- [GIVEN DATA]
//! Build units
//!
//! A [`BuildUnit`] is the frozen description of one shared library: its
//! sources, headers, macros and flags. Units are assembled with the fluent
//! [`UnitBuilder`] and never change afterwards.

use cinder_core::{Error, Fingerprint, Fingerprinter, Result};
use cinder_parser::MacroDefinition;
use serde::Serialize;
use std::path::{Path, PathBuf};

use crate::pipeline::Pipeline;
use crate::proxy::ModuleProxy;

/// Immutable description of one library build
#[derive(Debug, Clone, PartialEq, Eq, Serialize)]
pub struct BuildUnit {
    name: String,
    source_folder: PathBuf,
    source_files: Vec<PathBuf>,
    header_files: Vec<PathBuf>,
    source_text: String,
    header_text: String,
    macros: Vec<String>,
    compiler_flags: Vec<String>,
    gen_root: PathBuf,
    #[serde(skip)]
    verbose: bool,
}

impl BuildUnit {
    fn new(name: &str, gen_root: PathBuf, verbose: bool) -> Self {
        Self {
            name: name.to_string(),
            source_folder: PathBuf::from("."),
            source_files: Vec::new(),
            header_files: Vec::new(),
            source_text: String::new(),
            header_text: String::new(),
            macros: Vec::new(),
            compiler_flags: Vec::new(),
            gen_root,
            verbose,
        }
    }

    pub fn name(&self) -> &str {
        &self.name
    }

    pub fn source_folder(&self) -> &Path {
        &self.source_folder
    }

    pub fn source_files(&self) -> &[PathBuf] {
        &self.source_files
    }

    pub fn header_files(&self) -> &[PathBuf] {
        &self.header_files
    }

    pub fn source_text(&self) -> &str {
        &self.source_text
    }

    pub fn header_text(&self) -> &str {
        &self.header_text
    }

    pub fn macros(&self) -> &[String] {
        &self.macros
    }

    pub fn compiler_flags(&self) -> &[String] {
        &self.compiler_flags
    }

    pub fn gen_root(&self) -> &Path {
        &self.gen_root
    }

    pub fn verbose(&self) -> bool {
        self.verbose
    }

    /// `<gen_root>/<name>`
    pub fn work_dir(&self) -> PathBuf {
        self.gen_root.join(&self.name)
    }

    pub fn has_source_text(&self) -> bool {
        !self.source_text.trim().is_empty()
    }

    pub fn has_header_text(&self) -> bool {
        !self.header_text.trim().is_empty()
    }

    /// Check the unit before any tool runs, returning its parsed macros
    pub fn validate(&self) -> Result<Vec<MacroDefinition>> {
        if self.name.is_empty() || self.name.contains(['/', '\\']) || self.name == "." || self.name == ".." {
            return Err(Error::Configuration(format!("invalid unit name {:?}", self.name)));
        }

        if self.source_files.is_empty() && !self.has_source_text() {
            return Err(Error::Configuration(format!(
                "unit '{}' has no source files or source text",
                self.name
            )));
        }

        if !self.source_files.is_empty() && self.header_files.is_empty() && !self.has_header_text() {
            return Err(Error::Configuration(format!(
                "unit '{}' has source files but no header files or header text",
                self.name
            )));
        }

        for file in self.source_files.iter().chain(&self.header_files) {
            if !file.is_file() {
                return Err(Error::Configuration(format!(
                    "unit '{}' references missing file {:?}",
                    self.name, file
                )));
            }
        }

        MacroDefinition::parse_all(&self.macros).map_err(|e| Error::Configuration(e.to_string()))
    }

    /// Content fingerprint: the unit itself plus every referenced file
    pub fn fingerprint(&self) -> Result<Fingerprint> {
        let mut fingerprinter = Fingerprinter::new();
        fingerprinter.update(serde_json::to_vec(self)?);
        for file in self.source_files.iter().chain(&self.header_files) {
            fingerprinter.update_file(file);
        }
        Ok(fingerprinter.finish())
    }
}

/// Fluent builder for a [`BuildUnit`].
///
/// Every method consumes and returns the builder. Relative file paths are
/// joined against the source folder current at the time they are added.
///
/// ```ignore
/// let module = pipeline
///     .unit("add2")
///     .add_source_text("int add2(int a, int b) { return a + b; }")
///     .finalize()?;
/// ```
#[must_use]
pub struct UnitBuilder<'p> {
    pipeline: &'p Pipeline,
    unit: BuildUnit,
}

impl<'p> UnitBuilder<'p> {
    pub(crate) fn new(pipeline: &'p Pipeline, name: &str) -> Self {
        let config = pipeline.config();
        Self {
            pipeline,
            unit: BuildUnit::new(name, config.generation.gen_root.clone(), config.verbose),
        }
    }

    fn resolve(&self, path: impl AsRef<Path>) -> PathBuf {
        self.unit.source_folder.join(path)
    }

    pub fn set_source_folder(mut self, folder: impl Into<PathBuf>) -> Self {
        self.unit.source_folder = folder.into();
        self
    }

    /// Use the folder of `file`'s canonical location
    pub fn set_source_folder_from(self, file: impl AsRef<Path>) -> Self {
        let file = file.as_ref();
        let canonical = std::fs::canonicalize(file).unwrap_or_else(|_| file.to_path_buf());
        let folder = canonical
            .parent()
            .map(Path::to_path_buf)
            .unwrap_or_else(|| PathBuf::from("."));
        self.set_source_folder(folder)
    }

    /// Generation root; the unit works in `<root>/<name>`
    pub fn set_gen_root(mut self, root: impl Into<PathBuf>) -> Self {
        self.unit.gen_root = root.into();
        self
    }

    pub fn add_header_file(mut self, path: impl AsRef<Path>) -> Self {
        let path = self.resolve(path);
        self.unit.header_files.push(path);
        self
    }

    pub fn add_header_files<I, P>(self, paths: I) -> Self
    where
        I: IntoIterator<Item = P>,
        P: AsRef<Path>,
    {
        paths.into_iter().fold(self, |builder, path| builder.add_header_file(path))
    }

    pub fn add_header_text(mut self, text: &str) -> Self {
        self.unit.header_text.push('\n');
        self.unit.header_text.push_str(text);
        self
    }

    pub fn add_source_file(mut self, path: impl AsRef<Path>) -> Self {
        let path = self.resolve(path);
        self.unit.source_files.push(path);
        self
    }

    pub fn add_source_files<I, P>(self, paths: I) -> Self
    where
        I: IntoIterator<Item = P>,
        P: AsRef<Path>,
    {
        paths.into_iter().fold(self, |builder, path| builder.add_source_file(path))
    }

    pub fn add_source_text(mut self, text: &str) -> Self {
        self.unit.source_text.push('\n');
        self.unit.source_text.push_str(text);
        self
    }

    /// `NAME`, `NAME=VALUE` or `NAME(args)=BODY`
    pub fn add_macro(mut self, token: &str) -> Self {
        self.unit.macros.push(token.to_string());
        self
    }

    pub fn add_macros<I, S>(self, tokens: I) -> Self
    where
        I: IntoIterator<Item = S>,
        S: AsRef<str>,
    {
        tokens.into_iter().fold(self, |builder, token| builder.add_macro(token.as_ref()))
    }

    pub fn add_macro_if(self, predicate: bool, token: &str) -> Self {
        if predicate {
            self.add_macro(token)
        } else {
            self
        }
    }

    /// Raw compiler flag, passed through unchanged
    pub fn add_compiler_flag(mut self, flag: &str) -> Self {
        self.unit.compiler_flags.push(flag.to_string());
        self
    }

    /// `-Wno-<warning>`
    pub fn suppress_warning(self, warning: &str) -> Self {
        self.add_compiler_flag(&format!("-Wno-{}", warning))
    }

    /// `-save-temps=obj`
    pub fn save_compiler_temps(self) -> Self {
        self.add_compiler_flag("-save-temps=obj")
    }

    pub fn verbose(mut self, verbose: bool) -> Self {
        self.unit.verbose = verbose;
        self
    }

    /// Freeze the configuration
    pub fn build(self) -> BuildUnit {
        self.unit
    }

    /// Freeze the configuration and run the pipeline on it
    pub fn finalize(self) -> Result<ModuleProxy> {
        let pipeline = self.pipeline;
        pipeline.finalize(&self.build())
    }

    /// Freeze the configuration and load its last build without rebuilding
    pub fn load(self) -> Result<ModuleProxy> {
        let pipeline = self.pipeline;
        pipeline.load(&self.build())
    }
}

#[cfg(test)]
mod tests {
    use super::*;
    use cinder_core::Config;
    use pretty_assertions::assert_eq;
    use tempfile::TempDir;

    fn pipeline(gen_root: &Path) -> Pipeline {
        let mut config = Config::default();
        config.generation.gen_root = gen_root.to_path_buf();
        Pipeline::new(config)
    }

    #[test]
    fn test_text_fragments_accumulate() {
        let temp = TempDir::new().unwrap();
        let unit = pipeline(temp.path())
            .unit("frag")
            .add_source_text("int a;")
            .add_source_text("int b;")
            .add_header_text("extern int a;")
            .build();

        assert_eq!(unit.source_text(), "\nint a;\nint b;");
        assert_eq!(unit.header_text(), "\nextern int a;");
        assert_eq!(unit.work_dir(), temp.path().join("frag"));
    }

    #[test]
    fn test_paths_use_folder_at_time_of_add() {
        let temp = TempDir::new().unwrap();
        let unit = pipeline(temp.path())
            .unit("paths")
            .add_source_file("a.c")
            .set_source_folder("/src")
            .add_source_files(["b.c", "c.c"])
            .add_header_files(vec!["x.h"])
            .build();

        assert_eq!(
            unit.source_files(),
            &[PathBuf::from("./a.c"), PathBuf::from("/src/b.c"), PathBuf::from("/src/c.c")]
        );
        assert_eq!(unit.header_files(), &[PathBuf::from("/src/x.h")]);
    }

    #[test]
    fn test_source_folder_from_file() {
        let temp = TempDir::new().unwrap();
        let file = temp.path().join("lib.c");
        std::fs::write(&file, "").unwrap();

        let unit = pipeline(temp.path()).unit("from").set_source_folder_from(&file).build();

        assert_eq!(unit.source_folder(), std::fs::canonicalize(temp.path()).unwrap());
    }

    #[test]
    fn test_flags_and_macros_keep_order() {
        let temp = TempDir::new().unwrap();
        let unit = pipeline(temp.path())
            .unit("flags")
            .add_source_text("int x;")
            .add_macro("A=1")
            .add_macro_if(false, "SKIPPED")
            .add_macros(["B", "A=2"])
            .add_macro_if(true, "DEBUG")
            .suppress_warning("sign-compare")
            .save_compiler_temps()
            .add_compiler_flag("-O2")
            .build();

        assert_eq!(unit.macros(), &["A=1", "B", "A=2", "DEBUG"]);
        assert_eq!(unit.compiler_flags(), &["-Wno-sign-compare", "-save-temps=obj", "-O2"]);
        assert_eq!(unit.validate().unwrap().len(), 4);
    }

    #[test]
    fn test_validation() {
        let temp = TempDir::new().unwrap();
        let pipeline = pipeline(temp.path());

        let empty = pipeline.unit("empty").build();
        assert!(matches!(empty.validate(), Err(Error::Configuration(_))));

        let blank = pipeline.unit("blank").add_source_text("  \n").build();
        assert!(matches!(blank.validate(), Err(Error::Configuration(_))));

        let source = temp.path().join("s.c");
        std::fs::write(&source, "int s(void) { return 1; }").unwrap();
        let headerless = pipeline.unit("headerless").add_source_file(&source).build();
        assert!(matches!(headerless.validate(), Err(Error::Configuration(_))));

        let with_text = pipeline
            .unit("with_text")
            .add_source_file(&source)
            .add_header_text("int s(void);")
            .build();
        assert!(with_text.validate().is_ok());

        let missing = pipeline
            .unit("missing")
            .add_source_file(temp.path().join("nope.c"))
            .add_header_text("int s(void);")
            .build();
        assert!(matches!(missing.validate(), Err(Error::Configuration(_))));

        let bad_macro = pipeline.unit("bad_macro").add_source_text("int x;").add_macro("1BAD").build();
        assert!(matches!(bad_macro.validate(), Err(Error::Configuration(_))));

        let bad_name = pipeline.unit("../escape").add_source_text("int x;").build();
        assert!(matches!(bad_name.validate(), Err(Error::Configuration(_))));
    }

    #[test]
    fn test_fingerprint_tracks_content() {
        let temp = TempDir::new().unwrap();
        let pipeline = pipeline(temp.path());
        let header = temp.path().join("f.h");
        std::fs::write(&header, "int f(void);").unwrap();

        let unit = |text: &str| {
            pipeline
                .unit("fp")
                .add_header_file(&header)
                .add_source_text(text)
                .build()
        };

        let a = unit("int f(void) { return 1; }").fingerprint().unwrap();
        let b = unit("int f(void) { return 1; }").fingerprint().unwrap();
        let c = unit("int f(void) { return 2; }").fingerprint().unwrap();
        assert_eq!(a, b);
        assert_ne!(a, c);

        std::fs::write(&header, "int f(void); int g(void);").unwrap();
        let d = unit("int f(void) { return 1; }").fingerprint().unwrap();
        assert_ne!(a, d);

        let verbose = pipeline
            .unit("fp")
            .add_header_file(&header)
            .add_source_text("int f(void) { return 1; }")
            .verbose(true)
            .build();
        assert_eq!(verbose.fingerprint().unwrap(), d);
    }
}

- [PROBLEM STATEMENT] Search the entries for lines with the string "canonicalize", then report their number alone.

- [SOLUTION FOR THIS EXERCISE] 2